Grammatica, questa sconosciuta. La penisola italica è sempre stata terra di navigatori, d’inventori e di grandi pensatori, nonché di altrettanto illustri letterati. Il patrio suolo degli italiani diede infatti i natali a mostri sacri della parola scritta come Gabriele D’Annunzio, Giosuè Carducci, Ugo Foscolo, Giacomo Leopardi, Dante Alighieri…la lista è pressoché sterminata. Lo studio delle letteratura nostrana è infatti materia imprescindibile nei nostri istituti scolastici e tratto distintivo della nostra cultura.

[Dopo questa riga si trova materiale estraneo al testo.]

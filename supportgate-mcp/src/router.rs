//! NL-Query Router (C12, §4.12).
//!
//! Validates the operator's free-text question, asks the adapter to select
//! one tool from the active closed catalog, then performs a pure dispatch
//! to the matching analytics primitive. The router never invents data: it
//! either returns what the dispatcher returned, the adapter's free text
//! verbatim, or the fixed unavailable-adapter fallback.

use serde::Serialize;
use serde_json::Value;

use crate::adapter::{QueryModelAdapter, RoutedQuery};
use crate::catalog::CatalogVersion;
use crate::error::RouterError;

/// Pure dispatch from a selected tool name + arguments to its analytics
/// primitive. Implemented in the service layer that owns C6/C10/C11; this
/// crate only defines the contract (§9: router is "a pure dispatch", not
/// where the primitives live).
#[async_trait::async_trait]
pub trait ToolDispatcher: Send + Sync {
    async fn dispatch(&self, tool_name: &str, arguments: Value) -> Result<Value, RouterError>;
}

/// A `ToolDispatcher` for deployments with no analytics primitives wired
/// up yet; every dispatch fails rather than fabricating a result.
pub struct UnavailableDispatcher;

#[async_trait::async_trait]
impl ToolDispatcher for UnavailableDispatcher {
    async fn dispatch(&self, tool_name: &str, _arguments: Value) -> Result<Value, RouterError> {
        Err(RouterError::DispatchFailed {
            message: format!("no dispatcher is configured for tool {tool_name}"),
        })
    }
}

#[derive(Debug, Clone, Serialize)]
#[serde(tag = "query_type")]
pub enum QueryResponse {
    #[serde(rename = "tool_result")]
    ToolResult {
        tool_name: String,
        result: Value,
        timestamp: chrono::DateTime<chrono::Utc>,
    },
    #[serde(rename = "general_response")]
    GeneralResponse { text: String },
    #[serde(rename = "unavailable")]
    Unavailable { message: String },
}

pub struct NlQueryRouter<'a> {
    adapter: &'a dyn QueryModelAdapter,
    dispatcher: &'a dyn ToolDispatcher,
    catalog: CatalogVersion,
}

impl<'a> NlQueryRouter<'a> {
    pub fn new(adapter: &'a dyn QueryModelAdapter, dispatcher: &'a dyn ToolDispatcher, catalog: CatalogVersion) -> Self {
        Self {
            adapter,
            dispatcher,
            catalog,
        }
    }

    /// Route a free-text operator question (§4.12).
    pub async fn route(&self, question: &str) -> Result<QueryResponse, RouterError> {
        let tool_names = self.catalog.tool_names();

        let Some(routed) = self.adapter.route_query(question, &tool_names).await else {
            return Ok(QueryResponse::Unavailable {
                message: format!(
                    "no language model adapter is configured; supported endpoints: {}",
                    tool_names.join(", ")
                ),
            });
        };

        match routed {
            RoutedQuery::FreeText(text) => Ok(QueryResponse::GeneralResponse { text }),
            RoutedQuery::Tool { tool_name, arguments } => {
                if !self.catalog.contains(&tool_name) {
                    tracing::warn!(tool_name, "adapter selected a tool outside the active catalog");
                    return Err(RouterError::UnknownTool { tool_name });
                }
                tracing::debug!(tool_name, "dispatching routed query");
                let result = self.dispatcher.dispatch(&tool_name, arguments).await?;
                Ok(QueryResponse::ToolResult {
                    tool_name,
                    result,
                    timestamp: chrono::Utc::now(),
                })
            }
        }
    }

    /// Direct dispatch for `POST /api/mcp/query` (§6): body already names
    /// the tool, no adapter consulted.
    pub async fn dispatch_named(&self, tool_name: &str, arguments: Value) -> Result<QueryResponse, RouterError> {
        if !self.catalog.contains(tool_name) {
            return Err(RouterError::UnknownTool {
                tool_name: tool_name.to_string(),
            });
        }
        let result = self.dispatcher.dispatch(tool_name, arguments).await?;
        Ok(QueryResponse::ToolResult {
            tool_name: tool_name.to_string(),
            result,
            timestamp: chrono::Utc::now(),
        })
    }
}
//! Priority combination rules (C8, §4.8).
//!
//! First-rule-wins: rules are evaluated in the order given in the spec and
//! the first whose predicate holds determines priority, reason, and tags.

use serde::{Deserialize, Serialize};

use crate::model::Priority;
use crate::urgency::{UrgencyClassification, UrgencyLevel};

#[derive(Debug, Clone, Serialize, Deserialize)]
pub struct PriorityDecision {
    pub priority: Priority,
    pub reason: String,
    pub tags: Vec<String>,
}

/// Inputs the combination rules read, beyond the urgency classification.
#[derive(Debug, Clone, Copy)]
pub struct PriorityInputs {
    pub is_vip: bool,
    pub lifetime_value: f64,
    pub churn_score: f64,
}

const HIGH_VALUE_LTV_THRESHOLD: f64 = 2000.0;
const RETENTION_CHURN_THRESHOLD: f64 = 0.5;

/// Apply the priority combination rules in order; the first that fires wins
/// (§4.8, §8 testable property).
pub fn decide(urgency: &UrgencyClassification, inputs: PriorityInputs) -> PriorityDecision {
    let mut tags: Vec<String> = Vec::new();
    if let Some(tag) = &urgency.gorgias_tag {
        tags.push(tag.clone());
    }

    let is_urgent = urgency.urgency_level == UrgencyLevel::Urgent;
    let is_high_value = inputs.lifetime_value >= HIGH_VALUE_LTV_THRESHOLD;

    // Rule 1: urgent ∧ VIP
    if is_urgent && inputs.is_vip {
        let mut rule_tags = vec!["lcc_member".to_string(), "vip".to_string()];
        rule_tags.extend(tags);
        return PriorityDecision {
            priority: Priority::Urgent,
            reason: "urgent request from a VIP customer".to_string(),
            tags: rule_tags,
        };
    }

    // Rule 2: urgent ∧ LTV >= 2000
    if is_urgent && is_high_value {
        let mut rule_tags = vec!["high_value".to_string()];
        rule_tags.extend(tags);
        return PriorityDecision {
            priority: Priority::Urgent,
            reason: "urgent request from a high-value customer".to_string(),
            tags: rule_tags,
        };
    }

    // Rule 3: urgent
    if is_urgent {
        return PriorityDecision {
            priority: Priority::Urgent,
            reason: "urgent request".to_string(),
            tags,
        };
    }

    // Rule 4: VIP
    if inputs.is_vip {
        return PriorityDecision {
            priority: Priority::High,
            reason: "VIP customer".to_string(),
            tags: vec!["lcc_member".to_string(), "vip".to_string()],
        };
    }

    // Rule 5: high urgency
    if urgency.urgency_level == UrgencyLevel::High {
        return PriorityDecision {
            priority: Priority::High,
            reason: "high-urgency request".to_string(),
            tags,
        };
    }

    // Rule 6: LTV >= 2000 ∧ churn >= 0.5
    if is_high_value && inputs.churn_score >= RETENTION_CHURN_THRESHOLD {
        return PriorityDecision {
            priority: Priority::High,
            reason: "high-value customer at elevated churn risk".to_string(),
            tags: vec!["high_value".to_string(), "retention_priority".to_string()],
        };
    }

    // Rule 7: otherwise
    PriorityDecision {
        priority: Priority::Normal,
        reason: "no priority rule matched".to_string(),
        tags,
    }
}

#[cfg(test)]
mod tests {
    use super::*;
    use crate::urgency;

    fn inputs(is_vip: bool, ltv: f64, churn: f64) -> PriorityInputs {
        PriorityInputs {
            is_vip,
            lifetime_value: ltv,
            churn_score: churn,
        }
    }

    /// Spec scenario 2: urgent cancel request for a VIP.
    #[test]
    fn test_scenario_urgent_cancel_for_vip() {
        let urgency = urgency::classify("Please cancel my order");
        let decision = decide(&urgency, inputs(true, 500.0, 0.3));
        assert_eq!(decision.priority, Priority::Urgent);
        assert!(decision.reason.contains("VIP"));
        assert!(decision.tags.contains(&"lcc_member".to_string()));
        assert!(decision.tags.contains(&"vip".to_string()));
        assert!(decision.tags.contains(&"urgent_cancel_request".to_string()));
    }

    /// Spec scenario 3: VIP with no urgency matches rule 4.
    #[test]
    fn test_scenario_vip_no_urgency() {
        let urgency = urgency::classify("What fabric is this?");
        let decision = decide(&urgency, inputs(true, 200.0, 0.2));
        assert_eq!(decision.priority, Priority::High);
        assert!(decision.tags.contains(&"lcc_member".to_string()));
        assert!(decision.tags.contains(&"vip".to_string()));
    }

    #[test]
    fn test_urgent_high_value_non_vip() {
        let urgency = urgency::classify("I need to cancel my subscription");
        let decision = decide(&urgency, inputs(false, 2500.0, 0.1));
        assert_eq!(decision.priority, Priority::Urgent);
        assert!(decision.tags.contains(&"high_value".to_string()));
    }

    #[test]
    fn test_high_value_high_churn_non_vip_non_urgent() {
        let urgency = urgency::classify("Just checking on my order status");
        let decision = decide(&urgency, inputs(false, 3000.0, 0.6));
        assert_eq!(decision.priority, Priority::High);
        assert!(decision.tags.contains(&"retention_priority".to_string()));
    }

    #[test]
    fn test_no_rule_fires_gives_normal() {
        let urgency = urgency::classify("Thanks for the update");
        let decision = decide(&urgency, inputs(false, 100.0, 0.1));
        assert_eq!(decision.priority, Priority::Normal);
        assert!(decision.tags.is_empty());
    }
}
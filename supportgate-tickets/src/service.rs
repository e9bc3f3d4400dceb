//! Ticket Service (C11, §4.11).
//!
//! The tenant-scoped CRUD surface the HTTP layer calls directly; owns the
//! freshness-gating rule for recommendations and drafts and the tag-update
//! semantics for `UpdateTicket`.

use chrono::Utc;
use serde::Deserialize;
use supportgate_core::analytics::AnalyticsService;
use supportgate_core::model::{
    AiRecommendation, CustomerAnalytics, DraftResponse, Priority, Ticket, TicketMessage, TicketNote, TicketStatus,
};
use supportgate_core::scoring::{self, ScoreBreakdown};
use uuid::Uuid;

use crate::adapters::{DraftOptions, LanguageModelAdapter, RecommendationContext};
use crate::error::TicketError;
use crate::store::{TicketFilters, TicketStore};

/// A ticket plus its chronological messages and merged read-model view,
/// as returned by `GetTicket` (§4.11).
#[derive(Debug, Clone)]
pub struct TicketDetail {
    pub ticket: Ticket,
    pub messages: Vec<TicketMessage>,
    pub analytics: Option<CustomerAnalytics>,
    pub recommendation: Option<AiRecommendation>,
}

/// Field `ListTickets` sorts on when `smart_order` is not requested (§6
/// `sort=`). Defaults to `created_at`, matching §4.11's "default sort
/// created_at desc".
#[derive(Debug, Clone, Copy, PartialEq, Eq, Default, Deserialize)]
#[serde(rename_all = "snake_case")]
pub enum TicketSortField {
    #[default]
    CreatedAt,
    Priority,
}

#[derive(Debug, Clone, Copy, PartialEq, Eq, Deserialize)]
#[serde(rename_all = "lowercase")]
pub enum SortOrder {
    Asc,
    Desc,
}

impl Default for SortOrder {
    fn default() -> Self {
        SortOrder::Desc
    }
}

/// `page`/`limit` from §6; `page` is 1-based, a `page` of 0 is treated as 1.
#[derive(Debug, Clone, Copy)]
pub struct Pagination {
    pub page: u32,
    pub limit: u32,
}

impl Default for Pagination {
    fn default() -> Self {
        Self { page: 1, limit: 50 }
    }
}

impl Pagination {
    fn apply<T>(&self, items: Vec<T>) -> Vec<T> {
        let limit = self.limit.max(1) as usize;
        let page = self.page.max(1) as usize;
        let start = (page - 1) * limit;
        items.into_iter().skip(start).take(limit).collect()
    }
}

/// Tag mutation modes for `UpdateTicket` (§4.11): `tags` replaces the set
/// wholesale, `add_tags` unions in, `remove_tags` subtracts.
#[derive(Debug, Clone, Default)]
pub struct TicketUpdate {
    pub status: Option<TicketStatus>,
    pub priority: Option<Priority>,
    pub assigned_to: Option<String>,
    pub subject: Option<String>,
    pub tags: Option<Vec<String>>,
    pub add_tags: Vec<String>,
    pub remove_tags: Vec<String>,
}

pub struct TicketService<'a> {
    store: &'a dyn TicketStore,
    analytics: &'a AnalyticsService<'a>,
    adapter: &'a dyn LanguageModelAdapter,
}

Di recente però gli italiani, di parlare italiano, non ne vogliono più sapere. O almeno è questo ciò che emerge dalla deriva sgrammaticata ch’è stata presa da una grossa fetta della popolazione nostrana, sempre meno incline all’apprendimento delle regole della linguistica autoctona e, di contro, sempre più incline ad affidarsi ad un raffazzonato “fai-da-te” di vocaboli e punteggiatura spesso senza alcun senso compiuto.
In altre parole, rispetto ai nostri avi stiamo diventando refrattari all’uso corretto della grammatica in ogni sua forma, dalle più complesse alle più semplici. Spesso però la situazione degenera in maniera ridicola, producendo strafalcioni che farebbero saltare gli occhi fuori dalle orbite ai grandi padri della nostra lingua. Quali sono i più comuni? Scopriamoli insieme.
Tra gli errori più comuni figura certamente l’uso sbagliato dell’apostrofo, spesso sfruttato impropriamente anche per le declinazioni al maschile. Alle scuole elementari insegnano che l’apostrofo si utilizza solamente al femminile (es. “Qualcun’altra” sì, “Qualcun’altro” no; “Un altro” sì, “Un altra” no), ma molti dimenticano questa semplice regola.